In the records below, some lines contain the word "None". Copy each of them.

§ SOURCE DATA:
========

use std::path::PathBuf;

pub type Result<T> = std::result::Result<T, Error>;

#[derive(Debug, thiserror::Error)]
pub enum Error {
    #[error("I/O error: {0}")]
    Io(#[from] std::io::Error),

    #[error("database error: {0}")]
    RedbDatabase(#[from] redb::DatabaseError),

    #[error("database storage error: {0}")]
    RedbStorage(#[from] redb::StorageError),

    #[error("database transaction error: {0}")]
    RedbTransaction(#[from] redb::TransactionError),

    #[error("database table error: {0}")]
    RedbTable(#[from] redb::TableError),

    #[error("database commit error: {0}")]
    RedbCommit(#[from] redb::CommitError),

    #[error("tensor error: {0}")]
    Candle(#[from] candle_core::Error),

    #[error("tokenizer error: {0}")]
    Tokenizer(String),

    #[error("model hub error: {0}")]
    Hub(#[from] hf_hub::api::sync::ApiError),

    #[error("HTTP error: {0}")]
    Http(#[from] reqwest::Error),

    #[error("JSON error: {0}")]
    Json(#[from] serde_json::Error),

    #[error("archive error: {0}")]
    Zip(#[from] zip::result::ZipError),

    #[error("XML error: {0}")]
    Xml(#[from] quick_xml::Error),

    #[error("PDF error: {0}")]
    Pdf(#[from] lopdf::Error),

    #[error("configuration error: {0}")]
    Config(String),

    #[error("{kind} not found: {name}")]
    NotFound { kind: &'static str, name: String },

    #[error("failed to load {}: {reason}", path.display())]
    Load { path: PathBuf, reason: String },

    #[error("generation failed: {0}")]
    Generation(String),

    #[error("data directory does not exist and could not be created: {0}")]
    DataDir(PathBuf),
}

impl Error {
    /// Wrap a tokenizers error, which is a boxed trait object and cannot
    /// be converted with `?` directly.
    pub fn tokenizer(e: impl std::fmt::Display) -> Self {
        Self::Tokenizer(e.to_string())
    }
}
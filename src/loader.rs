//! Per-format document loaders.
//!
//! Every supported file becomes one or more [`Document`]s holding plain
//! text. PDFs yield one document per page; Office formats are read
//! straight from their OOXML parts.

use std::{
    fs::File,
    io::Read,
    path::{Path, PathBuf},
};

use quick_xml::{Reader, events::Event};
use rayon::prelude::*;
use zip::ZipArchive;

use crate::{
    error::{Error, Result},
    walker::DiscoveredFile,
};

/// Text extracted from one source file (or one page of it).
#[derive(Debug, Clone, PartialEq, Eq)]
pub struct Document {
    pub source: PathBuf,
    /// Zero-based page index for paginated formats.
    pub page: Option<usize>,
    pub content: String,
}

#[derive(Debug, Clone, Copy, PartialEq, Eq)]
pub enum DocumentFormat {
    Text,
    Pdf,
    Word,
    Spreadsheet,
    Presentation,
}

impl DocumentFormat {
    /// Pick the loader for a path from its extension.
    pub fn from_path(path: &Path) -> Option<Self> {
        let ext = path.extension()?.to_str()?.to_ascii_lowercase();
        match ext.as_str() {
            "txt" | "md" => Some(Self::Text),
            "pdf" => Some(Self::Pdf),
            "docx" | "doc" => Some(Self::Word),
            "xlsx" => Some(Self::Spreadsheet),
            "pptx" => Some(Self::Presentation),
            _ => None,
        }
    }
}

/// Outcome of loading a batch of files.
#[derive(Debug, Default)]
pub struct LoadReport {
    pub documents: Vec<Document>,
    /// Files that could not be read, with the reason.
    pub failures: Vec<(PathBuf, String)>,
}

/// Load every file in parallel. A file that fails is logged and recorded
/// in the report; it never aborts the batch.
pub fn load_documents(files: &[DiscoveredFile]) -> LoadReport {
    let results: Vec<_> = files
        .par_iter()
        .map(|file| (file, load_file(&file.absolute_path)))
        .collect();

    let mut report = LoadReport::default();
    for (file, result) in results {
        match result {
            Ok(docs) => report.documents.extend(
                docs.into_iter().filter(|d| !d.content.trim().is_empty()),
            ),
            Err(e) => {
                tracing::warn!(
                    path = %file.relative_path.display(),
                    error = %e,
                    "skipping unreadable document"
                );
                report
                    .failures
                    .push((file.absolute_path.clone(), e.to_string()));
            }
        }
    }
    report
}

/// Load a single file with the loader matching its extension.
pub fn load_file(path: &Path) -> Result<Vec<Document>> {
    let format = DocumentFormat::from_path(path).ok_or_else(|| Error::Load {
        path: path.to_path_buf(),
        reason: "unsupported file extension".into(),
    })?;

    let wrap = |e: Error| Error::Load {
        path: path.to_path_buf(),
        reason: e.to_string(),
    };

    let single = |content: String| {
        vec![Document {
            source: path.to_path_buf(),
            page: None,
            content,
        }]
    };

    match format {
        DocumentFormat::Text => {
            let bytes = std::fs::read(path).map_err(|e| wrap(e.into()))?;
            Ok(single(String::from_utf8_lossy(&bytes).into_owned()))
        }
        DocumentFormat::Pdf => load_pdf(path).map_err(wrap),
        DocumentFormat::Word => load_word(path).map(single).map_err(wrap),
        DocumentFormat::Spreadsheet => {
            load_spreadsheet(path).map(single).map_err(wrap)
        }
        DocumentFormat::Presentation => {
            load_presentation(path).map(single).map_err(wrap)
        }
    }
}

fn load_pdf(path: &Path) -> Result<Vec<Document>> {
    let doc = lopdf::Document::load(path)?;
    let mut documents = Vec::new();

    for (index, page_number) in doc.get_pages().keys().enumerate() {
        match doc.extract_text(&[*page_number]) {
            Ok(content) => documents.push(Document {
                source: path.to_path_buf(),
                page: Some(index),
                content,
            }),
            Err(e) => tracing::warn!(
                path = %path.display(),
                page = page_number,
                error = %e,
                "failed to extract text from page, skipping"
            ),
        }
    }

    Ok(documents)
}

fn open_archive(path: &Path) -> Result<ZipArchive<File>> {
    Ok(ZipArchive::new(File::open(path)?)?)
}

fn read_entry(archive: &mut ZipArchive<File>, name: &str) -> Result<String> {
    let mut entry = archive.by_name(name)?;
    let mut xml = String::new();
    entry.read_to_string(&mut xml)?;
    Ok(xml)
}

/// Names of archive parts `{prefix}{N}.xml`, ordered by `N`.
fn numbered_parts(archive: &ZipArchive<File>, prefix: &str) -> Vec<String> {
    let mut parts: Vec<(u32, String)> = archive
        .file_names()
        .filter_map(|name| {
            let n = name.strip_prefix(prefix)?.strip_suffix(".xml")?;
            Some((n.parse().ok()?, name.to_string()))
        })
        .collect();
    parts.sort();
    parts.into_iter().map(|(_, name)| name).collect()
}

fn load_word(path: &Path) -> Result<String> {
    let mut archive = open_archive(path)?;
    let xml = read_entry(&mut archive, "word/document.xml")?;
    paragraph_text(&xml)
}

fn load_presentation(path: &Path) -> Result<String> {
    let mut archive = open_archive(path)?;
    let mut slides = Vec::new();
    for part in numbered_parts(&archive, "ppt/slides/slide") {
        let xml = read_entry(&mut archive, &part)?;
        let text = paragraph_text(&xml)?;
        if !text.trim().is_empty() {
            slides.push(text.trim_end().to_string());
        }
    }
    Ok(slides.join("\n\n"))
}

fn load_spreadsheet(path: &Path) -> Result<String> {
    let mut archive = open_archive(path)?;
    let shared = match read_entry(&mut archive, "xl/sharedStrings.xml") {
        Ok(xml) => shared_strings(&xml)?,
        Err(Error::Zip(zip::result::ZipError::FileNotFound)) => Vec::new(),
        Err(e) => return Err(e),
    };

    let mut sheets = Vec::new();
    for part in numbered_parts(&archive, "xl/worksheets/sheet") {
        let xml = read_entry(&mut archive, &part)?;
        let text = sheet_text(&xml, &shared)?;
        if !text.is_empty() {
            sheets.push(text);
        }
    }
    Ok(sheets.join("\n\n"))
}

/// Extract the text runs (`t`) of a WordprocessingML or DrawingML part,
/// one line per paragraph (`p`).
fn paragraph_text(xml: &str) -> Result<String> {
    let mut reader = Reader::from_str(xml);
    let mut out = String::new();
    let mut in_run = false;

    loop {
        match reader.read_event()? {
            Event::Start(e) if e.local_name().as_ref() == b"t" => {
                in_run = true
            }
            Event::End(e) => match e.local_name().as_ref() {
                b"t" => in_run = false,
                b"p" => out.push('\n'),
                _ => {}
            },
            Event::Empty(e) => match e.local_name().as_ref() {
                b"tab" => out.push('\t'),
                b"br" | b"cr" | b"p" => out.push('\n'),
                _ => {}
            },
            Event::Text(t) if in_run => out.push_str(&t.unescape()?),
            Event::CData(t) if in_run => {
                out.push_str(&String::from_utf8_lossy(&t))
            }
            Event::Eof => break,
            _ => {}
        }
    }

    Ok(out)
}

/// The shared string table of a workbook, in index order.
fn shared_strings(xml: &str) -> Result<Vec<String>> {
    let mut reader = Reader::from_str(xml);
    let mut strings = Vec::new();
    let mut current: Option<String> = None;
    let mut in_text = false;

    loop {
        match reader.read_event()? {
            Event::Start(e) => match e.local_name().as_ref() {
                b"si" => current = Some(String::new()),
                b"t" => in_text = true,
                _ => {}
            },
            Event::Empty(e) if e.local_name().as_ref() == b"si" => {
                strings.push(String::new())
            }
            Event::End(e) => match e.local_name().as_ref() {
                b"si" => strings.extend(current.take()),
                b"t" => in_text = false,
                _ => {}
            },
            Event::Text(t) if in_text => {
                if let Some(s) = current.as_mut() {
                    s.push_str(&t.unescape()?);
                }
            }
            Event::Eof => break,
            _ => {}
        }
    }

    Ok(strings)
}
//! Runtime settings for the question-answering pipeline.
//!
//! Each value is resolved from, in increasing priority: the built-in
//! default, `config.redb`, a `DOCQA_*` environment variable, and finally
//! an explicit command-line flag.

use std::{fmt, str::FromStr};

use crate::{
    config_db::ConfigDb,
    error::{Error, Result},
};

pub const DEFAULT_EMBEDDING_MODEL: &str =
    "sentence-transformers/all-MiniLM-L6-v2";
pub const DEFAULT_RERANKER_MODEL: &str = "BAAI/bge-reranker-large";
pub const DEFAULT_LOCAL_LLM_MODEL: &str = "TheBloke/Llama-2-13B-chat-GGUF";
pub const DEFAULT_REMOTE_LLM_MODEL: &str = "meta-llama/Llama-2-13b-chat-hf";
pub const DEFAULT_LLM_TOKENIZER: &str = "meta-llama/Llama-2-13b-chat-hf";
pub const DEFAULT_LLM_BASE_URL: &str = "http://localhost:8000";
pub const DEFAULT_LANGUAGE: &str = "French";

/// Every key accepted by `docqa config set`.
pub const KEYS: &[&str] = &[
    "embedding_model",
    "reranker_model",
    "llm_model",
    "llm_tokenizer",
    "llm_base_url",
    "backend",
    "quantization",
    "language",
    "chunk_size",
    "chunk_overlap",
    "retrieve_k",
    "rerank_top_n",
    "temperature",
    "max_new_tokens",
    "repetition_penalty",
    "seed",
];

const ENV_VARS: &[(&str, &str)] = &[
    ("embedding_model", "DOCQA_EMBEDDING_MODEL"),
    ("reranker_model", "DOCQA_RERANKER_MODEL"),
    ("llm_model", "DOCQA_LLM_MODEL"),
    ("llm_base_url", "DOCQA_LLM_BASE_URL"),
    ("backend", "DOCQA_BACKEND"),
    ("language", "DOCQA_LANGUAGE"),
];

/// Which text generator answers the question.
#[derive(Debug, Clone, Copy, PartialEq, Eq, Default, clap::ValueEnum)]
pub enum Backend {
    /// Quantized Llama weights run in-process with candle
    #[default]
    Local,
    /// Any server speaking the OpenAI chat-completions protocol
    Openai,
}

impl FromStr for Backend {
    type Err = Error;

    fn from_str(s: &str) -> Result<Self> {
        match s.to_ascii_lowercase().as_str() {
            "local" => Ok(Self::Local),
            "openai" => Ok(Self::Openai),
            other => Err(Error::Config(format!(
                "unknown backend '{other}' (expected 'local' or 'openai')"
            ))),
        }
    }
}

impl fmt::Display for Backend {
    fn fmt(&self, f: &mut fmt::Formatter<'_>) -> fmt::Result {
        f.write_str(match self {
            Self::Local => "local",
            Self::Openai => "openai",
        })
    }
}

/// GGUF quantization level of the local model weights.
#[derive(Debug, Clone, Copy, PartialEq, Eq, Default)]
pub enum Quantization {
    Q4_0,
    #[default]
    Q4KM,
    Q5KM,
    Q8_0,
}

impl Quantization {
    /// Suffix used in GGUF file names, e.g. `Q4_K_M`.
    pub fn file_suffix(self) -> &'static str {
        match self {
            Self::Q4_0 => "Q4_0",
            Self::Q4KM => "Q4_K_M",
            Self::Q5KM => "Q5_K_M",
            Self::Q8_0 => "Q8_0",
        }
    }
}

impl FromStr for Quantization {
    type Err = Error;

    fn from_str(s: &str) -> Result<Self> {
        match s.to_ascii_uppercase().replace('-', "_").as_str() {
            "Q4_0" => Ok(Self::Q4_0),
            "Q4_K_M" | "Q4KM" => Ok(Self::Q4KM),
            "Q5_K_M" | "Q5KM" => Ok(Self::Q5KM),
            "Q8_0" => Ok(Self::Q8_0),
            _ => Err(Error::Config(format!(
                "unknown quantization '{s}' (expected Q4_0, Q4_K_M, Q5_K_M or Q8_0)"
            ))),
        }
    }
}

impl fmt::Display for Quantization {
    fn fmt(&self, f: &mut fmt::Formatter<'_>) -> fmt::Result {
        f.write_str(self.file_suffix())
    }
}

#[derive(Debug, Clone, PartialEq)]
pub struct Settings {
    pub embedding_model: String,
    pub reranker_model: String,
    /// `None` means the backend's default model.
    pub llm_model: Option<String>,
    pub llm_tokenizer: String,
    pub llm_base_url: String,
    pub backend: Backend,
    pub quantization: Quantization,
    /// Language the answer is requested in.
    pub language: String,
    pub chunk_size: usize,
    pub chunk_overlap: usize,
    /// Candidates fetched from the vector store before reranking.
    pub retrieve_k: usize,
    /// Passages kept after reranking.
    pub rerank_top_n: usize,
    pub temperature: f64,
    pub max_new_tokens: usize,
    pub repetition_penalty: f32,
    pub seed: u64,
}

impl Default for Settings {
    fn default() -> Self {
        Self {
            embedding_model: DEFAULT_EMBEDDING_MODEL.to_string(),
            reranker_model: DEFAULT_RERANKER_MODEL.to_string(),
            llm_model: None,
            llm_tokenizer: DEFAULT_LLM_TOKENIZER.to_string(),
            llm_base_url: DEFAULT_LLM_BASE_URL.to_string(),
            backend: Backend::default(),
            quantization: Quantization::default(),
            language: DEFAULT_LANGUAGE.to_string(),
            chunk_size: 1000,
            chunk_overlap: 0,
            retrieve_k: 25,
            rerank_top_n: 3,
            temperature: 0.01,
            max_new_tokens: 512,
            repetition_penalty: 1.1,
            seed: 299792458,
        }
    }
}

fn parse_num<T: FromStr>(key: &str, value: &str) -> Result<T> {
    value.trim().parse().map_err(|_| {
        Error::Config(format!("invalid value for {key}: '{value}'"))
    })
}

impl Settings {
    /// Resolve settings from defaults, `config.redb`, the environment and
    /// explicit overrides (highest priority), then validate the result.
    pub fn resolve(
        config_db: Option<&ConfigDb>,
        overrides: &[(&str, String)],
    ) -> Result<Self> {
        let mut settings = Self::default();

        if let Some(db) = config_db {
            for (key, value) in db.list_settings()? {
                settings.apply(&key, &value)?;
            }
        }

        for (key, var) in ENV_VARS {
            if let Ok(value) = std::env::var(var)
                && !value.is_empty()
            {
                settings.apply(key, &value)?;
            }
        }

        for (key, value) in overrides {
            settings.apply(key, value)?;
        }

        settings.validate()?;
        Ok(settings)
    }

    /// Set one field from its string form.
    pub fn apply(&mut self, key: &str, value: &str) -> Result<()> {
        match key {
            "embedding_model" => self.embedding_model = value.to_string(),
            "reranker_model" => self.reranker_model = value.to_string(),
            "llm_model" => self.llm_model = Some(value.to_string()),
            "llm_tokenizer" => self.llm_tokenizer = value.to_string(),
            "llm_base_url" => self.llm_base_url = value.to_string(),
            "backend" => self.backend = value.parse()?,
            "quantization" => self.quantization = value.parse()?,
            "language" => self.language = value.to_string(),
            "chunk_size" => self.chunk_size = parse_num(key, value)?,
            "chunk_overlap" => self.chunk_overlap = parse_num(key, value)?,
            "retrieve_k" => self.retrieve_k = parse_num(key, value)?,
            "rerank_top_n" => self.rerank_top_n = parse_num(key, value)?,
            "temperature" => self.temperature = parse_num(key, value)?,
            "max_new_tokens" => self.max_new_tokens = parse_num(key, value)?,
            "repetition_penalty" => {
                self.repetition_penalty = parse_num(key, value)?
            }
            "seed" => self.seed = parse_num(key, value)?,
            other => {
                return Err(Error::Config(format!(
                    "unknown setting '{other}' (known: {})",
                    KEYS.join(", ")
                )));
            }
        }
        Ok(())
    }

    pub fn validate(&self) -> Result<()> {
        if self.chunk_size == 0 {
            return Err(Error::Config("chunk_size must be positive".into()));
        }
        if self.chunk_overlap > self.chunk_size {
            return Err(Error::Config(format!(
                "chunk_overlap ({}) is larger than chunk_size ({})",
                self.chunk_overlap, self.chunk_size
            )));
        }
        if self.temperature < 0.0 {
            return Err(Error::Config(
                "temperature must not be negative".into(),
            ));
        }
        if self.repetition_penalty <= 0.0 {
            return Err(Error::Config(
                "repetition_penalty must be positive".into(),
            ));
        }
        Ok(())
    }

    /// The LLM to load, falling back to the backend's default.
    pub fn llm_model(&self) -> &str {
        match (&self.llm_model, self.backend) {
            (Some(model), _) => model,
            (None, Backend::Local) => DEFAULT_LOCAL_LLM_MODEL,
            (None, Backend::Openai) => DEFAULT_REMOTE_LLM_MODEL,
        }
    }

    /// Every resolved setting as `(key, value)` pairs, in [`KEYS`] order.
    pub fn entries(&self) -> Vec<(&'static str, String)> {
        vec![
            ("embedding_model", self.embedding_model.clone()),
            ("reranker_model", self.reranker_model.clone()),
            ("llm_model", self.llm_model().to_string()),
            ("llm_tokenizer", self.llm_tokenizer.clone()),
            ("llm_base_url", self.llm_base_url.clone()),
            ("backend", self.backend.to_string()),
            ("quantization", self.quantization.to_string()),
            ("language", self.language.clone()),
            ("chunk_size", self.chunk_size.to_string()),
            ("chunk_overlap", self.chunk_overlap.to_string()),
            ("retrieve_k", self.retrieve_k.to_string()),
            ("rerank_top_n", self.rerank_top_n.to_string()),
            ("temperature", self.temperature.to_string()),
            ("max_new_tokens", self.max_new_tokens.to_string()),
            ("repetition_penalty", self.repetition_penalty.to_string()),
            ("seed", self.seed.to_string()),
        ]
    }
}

========

§ SOLUTION TO THE PROBLEM:
            _ => None,
            page: None,
    let mut current: Option<String> = None;
    /// `None` means the backend's default model.
            llm_model: None,
            (None, Backend::Local) => DEFAULT_LOCAL_LLM_MODEL,
            (None, Backend::Openai) => DEFAULT_REMOTE_LLM_MODEL,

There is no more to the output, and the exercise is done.